One week after the most recent American school slaughter, which left 17 dead, Donald Trump took time off from writing appalling and infantile tweets to gather together teachers, family members and survivors of the recent horror at the White House. In what was billed as a “ Listening Session,” Trump sat silently, wearing an expression meant to signify some approximation of empathy while holding a cheat sheet of handwritten questions and sympathetic expressions, including one that read “I hear you.”
The televised event was difficult to watch. Survivors and parents of the dead from multiple school shootings in the past decade or so, including Sandy Hook, alternately pleaded with or demanded that the man who declared that the “American carnage” would stop on his Inauguration Day use his immense power and influence to finally do something to end the insanity of allowing the sale of weapons of war that lead to yet another completely preventable bloodbath, this time in an American high school.

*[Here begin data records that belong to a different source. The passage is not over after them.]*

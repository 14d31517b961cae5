//! Port trait definitions
//!
//! These traits define the interfaces that adapters must implement.

pub mod storage;

pub use storage::DesignStore;
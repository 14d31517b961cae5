use crate::cli::DesignArgs;
use crate::config_loader::load_config_with_overrides;
use crate::output::OutputWriter;
use crate::output_types::{ConfigurationRow, LocationRow};
use anyhow::{bail, Context, Result};
use greenplan_core::config::{CliConfigOverrides, LayeredConfig};
use greenplan_core::models::{
    DesignOutcome, DesignRequest, DesignResult, LocationTable, SpecialConditions,
};
use greenplan_design::{DesignOrchestrator, DesignSettings};
use greenplan_engine::dimension::layout_summary;
use greenplan_llm::{CannedGenerator, Generator, OllamaGenerator, RetryingGenerator};
use greenplan_store::{JsonFileStore, MemoryDesignStore};
use rand::rngs::StdRng;
use rand::SeedableRng;
use std::path::Path;
use std::time::Duration;

use super::timestamp_or_now;

pub fn execute(args: DesignArgs, config_path: Option<&Path>, output: &OutputWriter) -> Result<()> {
    let overrides = CliConfigOverrides {
        generator_url: args.url.clone(),
        generator_model: args.model.clone(),
        candidate_count: args.candidates,
        output_dir: args.output_dir.clone(),
    };
    let config = load_config_with_overrides(config_path, overrides)?;

    let mut request = DesignRequest::new(&args.name, args.length, args.width)
        .with_windows(args.rooms.windows());
    request.rooms = args.rooms.room_counts();
    if let Some(special) = &args.special_request {
        request = request.with_special_request(special);
    }

    let settings = DesignSettings {
        optimize: !args.no_optimize,
        conditions: SpecialConditions::from(&args.conditions),
        ..DesignSettings::from(&config)
    };

    let generator = build_generator(&args, &config)?;
    let timestamp = timestamp_or_now(args.at);
    let mut rng = match args.seed {
        Some(seed) => StdRng::seed_from_u64(seed),
        None => StdRng::from_entropy(),
    };
    let locations = LocationTable::reference();

    let outcome = if args.no_save {
        let orchestrator = DesignOrchestrator::new(generator, MemoryDesignStore::new(), settings);
        orchestrator.design(&request, &locations, timestamp, &mut rng)?
    } else {
        let store = JsonFileStore::new(config.output_dir.value.clone());
        let orchestrator = DesignOrchestrator::new(generator, &store, settings);
        let outcome = orchestrator.design(&request, &locations, timestamp, &mut rng)?;

        output.success(format!("Saved to {}", store.latest_path().display()));
        if let (true, Some(result)) = (args.export, outcome.result()) {
            let paths = store.export_configurations(result)?;
            output.success(format!("Exported {} configuration file(s)", paths.len()));
        }
        outcome
    };

    if output.is_json() {
        output.result(&outcome)?;
    } else {
        render(&outcome, output);
    }

    if let DesignOutcome::Failed(failure) = &outcome {
        bail!("{}", failure.error);
    }
    Ok(())
}

/// Canned answer from `--response-file`, otherwise Ollama with retries
fn build_generator(args: &DesignArgs, config: &LayeredConfig) -> Result<Box<dyn Generator>> {
    if let Some(path) = &args.response_file {
        let generator = CannedGenerator::from_file(path)
            .with_context(|| format!("Failed to read generator response from {}", path.display()))?;
        return Ok(Box::new(generator));
    }

    let ollama =
        OllamaGenerator::new(&config.generator_url.value, &config.generator_model.value);
    tracing::info!(
        url = %config.generator_url.value,
        model = ollama.model_name(),
        "Using Ollama generator"
    );
    Ok(Box::new(RetryingGenerator::new(
        ollama,
        config.max_attempts.value,
        Duration::from_secs(config.retry_delay_secs.value),
    )))
}

fn render(outcome: &DesignOutcome, output: &OutputWriter) {
    match outcome {
        DesignOutcome::Completed(result) => render_result(result, output),
        DesignOutcome::Failed(failure) => {
            output.error(&failure.error);
            output.kv("Design", &failure.request.name);
        }
    }
}

fn render_result(result: &DesignResult, output: &OutputWriter) {
    output.section(format!("Design: {}", result.request.name));
    output.kv("Footprint", format!("{}m x {}m", result.request.length, result.request.width));
    output.kv("Total area", format!("{:.2} m²", result.summary.total_area));
    output.kv("Rooms", result.summary.room_count);
    output.kv(
        "Conditions",
        format!(
            "{}, {}",
            result.environmental_conditions.season, result.environmental_conditions.time_of_day
        ),
    );

    output.section("Room Areas");
    for (room, area) in &result.room_areas {
        let ratio = result.room_ratios.get(room).copied().unwrap_or_default();
        output.bullet(format!(
            "{}: {:.2} m² per room ({:.0}% of footprint)",
            room,
            area,
            ratio * 100.0
        ));
    }

    output.section("Configurations");
    output.table(result.configurations.iter().map(ConfigurationRow::from).collect());

    let Some(best) = result.best_configuration() else {
        return;
    };
    output.section(format!("Best: {}", best.name));
    output.info(&best.description);
    output.table(LocationRow::rows(&best.room_locations));
    output.text(layout_summary(&best.layout));
    for line in &best.energy_report.explanation {
        output.bullet(line);
    }
    for violation in &best.constraints.violations {
        output.warning(format!("{}: {}", violation.location, violation.reason));
    }
}
//! Configuration loading for CLI commands

use anyhow::{Context, Result};
use greenplan_core::config::{CliConfigOverrides, LayeredConfig};
use std::path::{Path, PathBuf};

/// File picked up from the working directory when no `--config` is given
pub const DEFAULT_CONFIG_FILE: &str = "greenplan.toml";

/// Defaults, then the config file, then `GREENPLAN_*` variables
///
/// An explicit `path` must exist. Without one, `greenplan.toml` in the
/// working directory is used when present.
pub fn load_config(path: Option<&Path>) -> Result<LayeredConfig> {
    let mut config = LayeredConfig::with_defaults();

    match config_file(path) {
        Some(file) => {
            tracing::debug!(path = %file.display(), "Loading configuration file");
            config = config
                .load_from_file(&file)
                .with_context(|| format!("Failed to load configuration from {}", file.display()))?;
        }
        None => tracing::debug!("No configuration file, using defaults"),
    }

    Ok(config.load_from_env())
}

/// Layered configuration with CLI overrides on top
pub fn load_config_with_overrides(
    path: Option<&Path>,
    overrides: CliConfigOverrides,
) -> Result<LayeredConfig> {
    let mut config = load_config(path)?;
    config.update_from_cli(overrides);
    Ok(config)
}

fn config_file(path: Option<&Path>) -> Option<PathBuf> {
    match path {
        Some(path) => Some(path.to_path_buf()),
        None => {
            let default = PathBuf::from(DEFAULT_CONFIG_FILE);
            default.is_file().then_some(default)
        }
    }
}
//! GreenPlan Design - Orchestration of a design run
//!
//! Ties the engine, the text generator and a design store together: a
//! request goes in, a scored set of candidate configurations comes out.

pub mod orchestrator;
pub mod prompt;
pub mod response;

pub use orchestrator::{room_order, DesignOrchestrator, DesignSettings};
pub use prompt::build_prompt;
pub use response::parse_configurations;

When at last Trump spoke, he babbled on incoherently about hero football coaches and “cowardly” gunmen. Gone for the moment was Trump’s previous concern for the mental health of the shooters, which was all he talked about when discussing the last few mass murderers. Then, as casually as if the idea just welled up in his brain, Trump floated the following astounding proposal: to allow teachers and school administrators to bear arms with which to shoot down future would be mass murderers before they rampaged yet another American school.
“That,” said the President of the United States, “might solve the problem.”
It would and could do no such thing, of course, as it doesn’t even begin to address the problem on any level, even as it pretends to answer any number of questions that haven’t been asked, principally, why can one purchase a weapon of war? True to form, Trump, the con man par excellence, played the grieving, still numb crowd like the master card artist who tells his mark to pick a card, any card, while cleverly slipping the very card he wants you to have into your hand.
Trump then asked the group what they thought of the idea, acknowledging that it was “controversial” but only one of many that his administration would be “looking into.”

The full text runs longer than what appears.